## Work required
Among the lines below, restate word for word only those from the line with "own synthesized audio" through the line with "Single-part text content.", with both end lines kept.
Start of Data provided
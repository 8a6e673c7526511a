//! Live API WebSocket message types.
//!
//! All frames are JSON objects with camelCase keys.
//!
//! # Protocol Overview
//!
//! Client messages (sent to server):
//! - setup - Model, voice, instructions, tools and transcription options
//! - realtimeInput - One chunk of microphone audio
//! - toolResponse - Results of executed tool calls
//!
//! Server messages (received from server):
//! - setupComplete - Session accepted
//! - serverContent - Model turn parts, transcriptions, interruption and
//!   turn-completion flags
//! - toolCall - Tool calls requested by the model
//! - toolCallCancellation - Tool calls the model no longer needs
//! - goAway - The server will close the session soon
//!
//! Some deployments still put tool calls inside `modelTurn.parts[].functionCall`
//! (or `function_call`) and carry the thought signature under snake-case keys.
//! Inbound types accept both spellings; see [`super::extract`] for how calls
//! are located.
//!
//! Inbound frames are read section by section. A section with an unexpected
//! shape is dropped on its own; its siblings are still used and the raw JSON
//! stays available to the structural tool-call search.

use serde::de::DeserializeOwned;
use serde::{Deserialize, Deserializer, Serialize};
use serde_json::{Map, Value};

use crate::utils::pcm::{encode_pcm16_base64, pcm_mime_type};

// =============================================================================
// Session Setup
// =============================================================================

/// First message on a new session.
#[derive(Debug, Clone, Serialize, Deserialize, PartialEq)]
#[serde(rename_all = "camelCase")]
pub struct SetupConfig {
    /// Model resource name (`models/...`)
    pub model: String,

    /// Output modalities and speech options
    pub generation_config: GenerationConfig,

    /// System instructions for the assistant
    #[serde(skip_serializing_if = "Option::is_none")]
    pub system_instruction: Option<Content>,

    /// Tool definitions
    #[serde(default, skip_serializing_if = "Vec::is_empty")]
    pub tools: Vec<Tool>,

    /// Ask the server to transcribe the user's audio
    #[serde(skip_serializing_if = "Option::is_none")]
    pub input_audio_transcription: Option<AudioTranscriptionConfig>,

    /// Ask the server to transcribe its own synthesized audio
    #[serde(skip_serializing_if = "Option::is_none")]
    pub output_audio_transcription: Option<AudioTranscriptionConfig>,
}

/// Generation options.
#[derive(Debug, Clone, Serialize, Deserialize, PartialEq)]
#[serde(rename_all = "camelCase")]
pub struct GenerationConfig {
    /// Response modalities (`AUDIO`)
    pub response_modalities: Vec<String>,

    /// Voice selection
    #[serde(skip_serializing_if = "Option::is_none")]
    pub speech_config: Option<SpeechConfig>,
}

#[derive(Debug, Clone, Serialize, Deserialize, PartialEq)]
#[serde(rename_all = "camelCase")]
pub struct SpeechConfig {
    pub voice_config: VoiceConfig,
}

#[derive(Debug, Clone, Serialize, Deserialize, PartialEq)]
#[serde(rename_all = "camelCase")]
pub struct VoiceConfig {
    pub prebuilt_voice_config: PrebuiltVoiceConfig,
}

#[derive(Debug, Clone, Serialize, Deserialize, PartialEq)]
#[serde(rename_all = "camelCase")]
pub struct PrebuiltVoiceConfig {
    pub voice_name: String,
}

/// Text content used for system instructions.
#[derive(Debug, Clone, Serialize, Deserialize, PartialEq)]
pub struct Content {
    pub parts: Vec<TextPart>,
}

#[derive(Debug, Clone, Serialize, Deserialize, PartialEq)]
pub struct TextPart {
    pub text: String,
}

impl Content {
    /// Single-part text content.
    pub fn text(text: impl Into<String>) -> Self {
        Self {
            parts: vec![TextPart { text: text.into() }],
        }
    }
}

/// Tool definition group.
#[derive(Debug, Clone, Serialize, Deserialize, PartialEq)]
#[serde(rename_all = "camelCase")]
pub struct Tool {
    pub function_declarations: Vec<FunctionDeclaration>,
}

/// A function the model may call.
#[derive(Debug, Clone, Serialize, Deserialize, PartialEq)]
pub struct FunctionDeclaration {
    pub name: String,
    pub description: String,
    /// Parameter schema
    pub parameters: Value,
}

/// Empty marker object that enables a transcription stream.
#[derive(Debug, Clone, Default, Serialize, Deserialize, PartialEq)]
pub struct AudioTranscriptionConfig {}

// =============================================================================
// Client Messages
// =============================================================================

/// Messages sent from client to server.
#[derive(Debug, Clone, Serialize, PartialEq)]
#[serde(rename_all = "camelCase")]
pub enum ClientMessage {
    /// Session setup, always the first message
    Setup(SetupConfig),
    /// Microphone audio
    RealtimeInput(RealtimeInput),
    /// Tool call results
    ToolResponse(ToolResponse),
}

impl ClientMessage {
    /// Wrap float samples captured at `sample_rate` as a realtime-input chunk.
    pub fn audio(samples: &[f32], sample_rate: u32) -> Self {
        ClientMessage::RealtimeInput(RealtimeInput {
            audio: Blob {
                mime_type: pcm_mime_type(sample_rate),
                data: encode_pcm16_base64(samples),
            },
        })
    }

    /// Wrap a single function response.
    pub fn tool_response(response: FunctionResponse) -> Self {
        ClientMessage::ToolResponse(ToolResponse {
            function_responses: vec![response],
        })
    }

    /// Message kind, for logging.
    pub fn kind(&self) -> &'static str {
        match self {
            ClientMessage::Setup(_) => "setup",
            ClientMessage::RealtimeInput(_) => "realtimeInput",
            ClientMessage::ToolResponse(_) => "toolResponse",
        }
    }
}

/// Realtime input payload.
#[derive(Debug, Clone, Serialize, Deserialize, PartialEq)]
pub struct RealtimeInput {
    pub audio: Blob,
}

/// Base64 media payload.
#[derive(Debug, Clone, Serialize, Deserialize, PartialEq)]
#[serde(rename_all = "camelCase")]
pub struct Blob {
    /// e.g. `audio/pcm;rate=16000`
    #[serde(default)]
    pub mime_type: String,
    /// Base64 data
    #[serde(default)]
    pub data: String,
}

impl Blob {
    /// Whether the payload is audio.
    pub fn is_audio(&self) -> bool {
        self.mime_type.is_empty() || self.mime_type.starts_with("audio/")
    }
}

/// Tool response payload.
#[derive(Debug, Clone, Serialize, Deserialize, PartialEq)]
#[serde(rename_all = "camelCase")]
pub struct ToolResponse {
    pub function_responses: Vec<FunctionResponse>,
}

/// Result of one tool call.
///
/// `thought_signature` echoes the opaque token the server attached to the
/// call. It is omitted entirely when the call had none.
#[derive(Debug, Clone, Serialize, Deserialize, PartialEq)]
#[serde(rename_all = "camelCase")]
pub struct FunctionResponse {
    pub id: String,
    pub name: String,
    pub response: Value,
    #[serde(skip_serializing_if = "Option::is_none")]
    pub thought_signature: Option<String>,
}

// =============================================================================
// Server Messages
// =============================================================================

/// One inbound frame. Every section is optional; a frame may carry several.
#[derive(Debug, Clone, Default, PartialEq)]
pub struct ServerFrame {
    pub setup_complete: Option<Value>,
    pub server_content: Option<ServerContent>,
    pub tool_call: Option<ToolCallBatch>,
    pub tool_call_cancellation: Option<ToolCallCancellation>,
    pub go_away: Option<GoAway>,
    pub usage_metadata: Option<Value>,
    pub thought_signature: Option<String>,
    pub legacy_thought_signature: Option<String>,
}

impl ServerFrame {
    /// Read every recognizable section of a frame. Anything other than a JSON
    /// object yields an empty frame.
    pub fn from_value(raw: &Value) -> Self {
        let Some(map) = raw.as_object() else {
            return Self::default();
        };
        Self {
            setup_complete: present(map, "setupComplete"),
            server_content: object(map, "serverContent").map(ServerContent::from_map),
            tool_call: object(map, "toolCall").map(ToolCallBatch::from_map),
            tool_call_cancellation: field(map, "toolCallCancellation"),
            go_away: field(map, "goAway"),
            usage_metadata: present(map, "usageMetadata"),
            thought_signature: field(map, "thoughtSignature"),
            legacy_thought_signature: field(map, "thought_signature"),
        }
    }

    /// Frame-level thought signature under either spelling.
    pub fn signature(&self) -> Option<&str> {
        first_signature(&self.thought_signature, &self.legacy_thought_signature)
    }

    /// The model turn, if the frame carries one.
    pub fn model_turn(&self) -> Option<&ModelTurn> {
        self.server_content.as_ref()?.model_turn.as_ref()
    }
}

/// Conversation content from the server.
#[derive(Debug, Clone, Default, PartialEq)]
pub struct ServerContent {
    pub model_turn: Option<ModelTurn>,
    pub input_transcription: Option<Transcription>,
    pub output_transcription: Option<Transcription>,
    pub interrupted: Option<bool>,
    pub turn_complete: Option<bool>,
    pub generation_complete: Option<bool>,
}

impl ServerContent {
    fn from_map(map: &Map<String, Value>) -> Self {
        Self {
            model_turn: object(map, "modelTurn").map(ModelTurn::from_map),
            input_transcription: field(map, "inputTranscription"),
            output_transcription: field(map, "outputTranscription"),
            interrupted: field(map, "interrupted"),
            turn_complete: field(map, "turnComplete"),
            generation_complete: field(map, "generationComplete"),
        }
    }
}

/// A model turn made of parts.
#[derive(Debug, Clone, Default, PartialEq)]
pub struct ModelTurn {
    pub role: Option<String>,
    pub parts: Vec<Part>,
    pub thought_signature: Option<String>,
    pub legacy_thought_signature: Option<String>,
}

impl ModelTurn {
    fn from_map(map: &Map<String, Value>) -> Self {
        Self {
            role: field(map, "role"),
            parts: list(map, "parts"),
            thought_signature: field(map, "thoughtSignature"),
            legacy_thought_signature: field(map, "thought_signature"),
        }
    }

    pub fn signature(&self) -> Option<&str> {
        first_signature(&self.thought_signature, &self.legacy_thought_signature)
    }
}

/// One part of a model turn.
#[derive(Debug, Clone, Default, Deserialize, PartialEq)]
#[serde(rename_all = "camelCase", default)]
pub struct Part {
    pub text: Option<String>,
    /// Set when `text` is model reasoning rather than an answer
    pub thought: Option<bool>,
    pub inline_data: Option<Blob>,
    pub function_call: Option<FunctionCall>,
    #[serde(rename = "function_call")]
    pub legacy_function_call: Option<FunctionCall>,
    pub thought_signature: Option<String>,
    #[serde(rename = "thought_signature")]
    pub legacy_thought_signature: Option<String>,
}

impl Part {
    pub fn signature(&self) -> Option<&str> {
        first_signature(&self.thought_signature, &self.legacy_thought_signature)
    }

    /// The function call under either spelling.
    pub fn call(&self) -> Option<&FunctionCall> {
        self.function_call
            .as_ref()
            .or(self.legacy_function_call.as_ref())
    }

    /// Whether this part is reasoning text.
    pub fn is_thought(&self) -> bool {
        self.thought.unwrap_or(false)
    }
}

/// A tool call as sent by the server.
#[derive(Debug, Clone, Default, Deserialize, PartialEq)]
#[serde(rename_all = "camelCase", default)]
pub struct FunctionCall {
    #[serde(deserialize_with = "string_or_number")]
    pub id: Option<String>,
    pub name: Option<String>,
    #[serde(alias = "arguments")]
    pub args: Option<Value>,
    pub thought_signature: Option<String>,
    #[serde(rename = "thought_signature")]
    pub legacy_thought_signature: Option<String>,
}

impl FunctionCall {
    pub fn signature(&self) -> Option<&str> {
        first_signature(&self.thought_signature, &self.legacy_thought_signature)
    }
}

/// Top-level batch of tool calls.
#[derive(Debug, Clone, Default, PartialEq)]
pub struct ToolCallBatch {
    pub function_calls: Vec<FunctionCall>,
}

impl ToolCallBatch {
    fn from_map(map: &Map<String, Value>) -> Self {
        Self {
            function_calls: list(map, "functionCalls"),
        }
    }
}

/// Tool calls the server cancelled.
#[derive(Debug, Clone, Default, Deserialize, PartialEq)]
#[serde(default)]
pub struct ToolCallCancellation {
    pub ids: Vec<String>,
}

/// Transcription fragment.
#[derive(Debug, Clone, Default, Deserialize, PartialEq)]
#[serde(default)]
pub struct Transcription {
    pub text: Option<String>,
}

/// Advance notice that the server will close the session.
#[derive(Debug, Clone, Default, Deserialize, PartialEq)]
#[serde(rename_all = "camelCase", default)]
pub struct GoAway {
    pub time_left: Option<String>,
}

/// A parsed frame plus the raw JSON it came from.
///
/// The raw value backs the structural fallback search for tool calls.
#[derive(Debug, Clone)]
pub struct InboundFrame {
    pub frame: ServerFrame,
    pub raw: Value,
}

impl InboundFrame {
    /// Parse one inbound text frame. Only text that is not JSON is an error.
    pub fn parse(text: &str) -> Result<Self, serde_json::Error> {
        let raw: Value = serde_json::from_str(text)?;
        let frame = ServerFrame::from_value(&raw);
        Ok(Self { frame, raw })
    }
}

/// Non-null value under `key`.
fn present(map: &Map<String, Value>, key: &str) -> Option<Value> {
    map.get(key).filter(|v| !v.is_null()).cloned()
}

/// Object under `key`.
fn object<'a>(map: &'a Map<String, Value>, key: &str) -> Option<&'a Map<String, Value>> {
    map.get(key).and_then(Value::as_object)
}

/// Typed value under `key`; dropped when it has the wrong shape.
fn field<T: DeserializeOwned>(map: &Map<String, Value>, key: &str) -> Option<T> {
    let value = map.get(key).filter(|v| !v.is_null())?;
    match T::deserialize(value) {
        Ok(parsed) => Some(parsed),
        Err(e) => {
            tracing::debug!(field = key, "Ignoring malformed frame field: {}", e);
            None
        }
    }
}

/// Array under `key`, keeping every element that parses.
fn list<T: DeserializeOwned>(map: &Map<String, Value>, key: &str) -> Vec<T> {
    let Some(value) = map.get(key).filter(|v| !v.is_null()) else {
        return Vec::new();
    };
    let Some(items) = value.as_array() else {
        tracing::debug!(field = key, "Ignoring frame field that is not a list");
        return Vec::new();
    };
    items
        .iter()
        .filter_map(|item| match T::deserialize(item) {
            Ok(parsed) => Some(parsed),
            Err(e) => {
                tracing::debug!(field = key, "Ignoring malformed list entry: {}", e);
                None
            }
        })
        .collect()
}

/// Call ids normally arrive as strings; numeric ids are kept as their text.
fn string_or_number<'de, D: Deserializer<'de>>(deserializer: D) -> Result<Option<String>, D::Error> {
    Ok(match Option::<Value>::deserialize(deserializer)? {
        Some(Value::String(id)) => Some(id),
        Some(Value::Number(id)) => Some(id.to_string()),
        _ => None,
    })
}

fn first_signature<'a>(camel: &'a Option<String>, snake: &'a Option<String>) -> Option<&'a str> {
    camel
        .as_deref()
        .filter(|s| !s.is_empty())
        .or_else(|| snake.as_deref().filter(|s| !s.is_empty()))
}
End of Data provided
Start of Data provided
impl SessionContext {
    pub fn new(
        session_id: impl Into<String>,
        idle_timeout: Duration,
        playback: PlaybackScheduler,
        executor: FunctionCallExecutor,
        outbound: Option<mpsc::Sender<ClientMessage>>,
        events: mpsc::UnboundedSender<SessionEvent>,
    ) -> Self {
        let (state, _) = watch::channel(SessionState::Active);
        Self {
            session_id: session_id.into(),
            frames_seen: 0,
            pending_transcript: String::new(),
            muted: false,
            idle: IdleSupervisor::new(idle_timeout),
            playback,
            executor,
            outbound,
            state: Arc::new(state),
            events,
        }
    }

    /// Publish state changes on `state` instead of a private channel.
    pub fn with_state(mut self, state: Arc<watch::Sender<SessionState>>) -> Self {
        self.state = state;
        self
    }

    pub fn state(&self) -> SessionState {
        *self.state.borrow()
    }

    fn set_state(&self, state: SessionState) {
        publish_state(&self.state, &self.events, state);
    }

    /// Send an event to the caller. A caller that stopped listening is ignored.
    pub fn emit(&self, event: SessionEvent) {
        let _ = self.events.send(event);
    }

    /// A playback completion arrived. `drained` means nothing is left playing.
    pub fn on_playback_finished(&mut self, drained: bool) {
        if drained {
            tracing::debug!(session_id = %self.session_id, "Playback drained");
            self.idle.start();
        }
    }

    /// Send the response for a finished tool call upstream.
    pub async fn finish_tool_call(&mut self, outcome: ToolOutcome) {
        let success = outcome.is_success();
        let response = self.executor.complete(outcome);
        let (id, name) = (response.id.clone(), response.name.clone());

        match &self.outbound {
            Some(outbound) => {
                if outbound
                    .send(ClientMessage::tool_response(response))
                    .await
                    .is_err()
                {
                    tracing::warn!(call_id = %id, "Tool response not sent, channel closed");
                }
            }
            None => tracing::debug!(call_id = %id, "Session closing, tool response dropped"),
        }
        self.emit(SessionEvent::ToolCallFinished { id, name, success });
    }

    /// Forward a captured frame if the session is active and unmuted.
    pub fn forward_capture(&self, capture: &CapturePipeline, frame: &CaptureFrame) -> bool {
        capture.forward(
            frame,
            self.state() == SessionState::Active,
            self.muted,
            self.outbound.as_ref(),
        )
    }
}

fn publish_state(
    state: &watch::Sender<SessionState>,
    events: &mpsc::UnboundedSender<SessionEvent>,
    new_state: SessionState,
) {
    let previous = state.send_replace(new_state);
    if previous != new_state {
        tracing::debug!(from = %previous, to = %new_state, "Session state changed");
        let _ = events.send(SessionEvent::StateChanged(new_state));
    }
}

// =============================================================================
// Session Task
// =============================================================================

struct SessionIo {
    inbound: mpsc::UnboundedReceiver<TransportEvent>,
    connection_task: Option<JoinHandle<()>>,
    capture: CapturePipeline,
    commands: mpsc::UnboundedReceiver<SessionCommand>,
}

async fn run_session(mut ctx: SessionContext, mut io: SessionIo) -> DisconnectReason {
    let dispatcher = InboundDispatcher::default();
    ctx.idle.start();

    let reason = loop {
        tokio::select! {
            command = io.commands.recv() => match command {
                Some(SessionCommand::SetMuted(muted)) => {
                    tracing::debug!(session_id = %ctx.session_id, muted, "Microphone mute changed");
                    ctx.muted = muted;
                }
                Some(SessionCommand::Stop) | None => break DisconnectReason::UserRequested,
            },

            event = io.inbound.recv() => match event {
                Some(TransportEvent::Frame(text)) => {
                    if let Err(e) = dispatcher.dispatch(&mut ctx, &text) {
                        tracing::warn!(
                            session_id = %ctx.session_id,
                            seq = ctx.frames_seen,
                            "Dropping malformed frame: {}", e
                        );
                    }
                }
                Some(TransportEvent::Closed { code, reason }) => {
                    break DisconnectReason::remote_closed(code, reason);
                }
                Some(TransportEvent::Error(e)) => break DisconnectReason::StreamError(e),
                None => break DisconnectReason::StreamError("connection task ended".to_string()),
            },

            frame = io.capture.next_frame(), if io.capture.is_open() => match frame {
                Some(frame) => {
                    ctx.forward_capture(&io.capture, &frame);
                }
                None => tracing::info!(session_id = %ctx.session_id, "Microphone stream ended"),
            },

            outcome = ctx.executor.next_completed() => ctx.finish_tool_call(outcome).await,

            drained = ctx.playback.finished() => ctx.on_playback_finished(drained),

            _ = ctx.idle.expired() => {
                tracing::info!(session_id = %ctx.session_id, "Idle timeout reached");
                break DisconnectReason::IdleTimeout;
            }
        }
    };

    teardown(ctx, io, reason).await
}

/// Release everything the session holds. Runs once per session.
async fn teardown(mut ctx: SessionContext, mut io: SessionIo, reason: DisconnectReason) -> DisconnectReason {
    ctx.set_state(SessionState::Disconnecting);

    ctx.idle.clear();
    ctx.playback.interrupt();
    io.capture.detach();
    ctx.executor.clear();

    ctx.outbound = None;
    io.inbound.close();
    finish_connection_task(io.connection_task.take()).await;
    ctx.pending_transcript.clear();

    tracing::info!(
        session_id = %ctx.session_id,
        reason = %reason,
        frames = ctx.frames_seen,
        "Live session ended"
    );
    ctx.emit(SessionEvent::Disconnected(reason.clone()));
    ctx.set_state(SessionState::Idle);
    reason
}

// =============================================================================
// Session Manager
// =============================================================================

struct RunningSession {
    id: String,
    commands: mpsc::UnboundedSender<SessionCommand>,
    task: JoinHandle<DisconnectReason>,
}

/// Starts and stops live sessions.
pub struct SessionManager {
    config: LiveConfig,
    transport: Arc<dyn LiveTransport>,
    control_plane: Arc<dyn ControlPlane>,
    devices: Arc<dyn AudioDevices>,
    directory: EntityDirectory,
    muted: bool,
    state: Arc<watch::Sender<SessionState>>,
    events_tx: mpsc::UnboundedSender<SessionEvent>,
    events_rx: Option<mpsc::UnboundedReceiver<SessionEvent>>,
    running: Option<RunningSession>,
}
End of Data provided
## Task answer
    /// Ask the server to transcribe its own synthesized audio
    #[serde(skip_serializing_if = "Option::is_none")]
    pub output_audio_transcription: Option<AudioTranscriptionConfig>,
}

/// Generation options.
#[derive(Debug, Clone, Serialize, Deserialize, PartialEq)]
#[serde(rename_all = "camelCase")]
pub struct GenerationConfig {
    /// Response modalities (`AUDIO`)
    pub response_modalities: Vec<String>,

    /// Voice selection
    #[serde(skip_serializing_if = "Option::is_none")]
    pub speech_config: Option<SpeechConfig>,
}

#[derive(Debug, Clone, Serialize, Deserialize, PartialEq)]
#[serde(rename_all = "camelCase")]
pub struct SpeechConfig {
    pub voice_config: VoiceConfig,
}

#[derive(Debug, Clone, Serialize, Deserialize, PartialEq)]
#[serde(rename_all = "camelCase")]
pub struct VoiceConfig {
    pub prebuilt_voice_config: PrebuiltVoiceConfig,
}

#[derive(Debug, Clone, Serialize, Deserialize, PartialEq)]
#[serde(rename_all = "camelCase")]
pub struct PrebuiltVoiceConfig {
    pub voice_name: String,
}

/// Text content used for system instructions.
#[derive(Debug, Clone, Serialize, Deserialize, PartialEq)]
pub struct Content {
    pub parts: Vec<TextPart>,
}

#[derive(Debug, Clone, Serialize, Deserialize, PartialEq)]
pub struct TextPart {
    pub text: String,
}

impl Content {
    /// Single-part text content.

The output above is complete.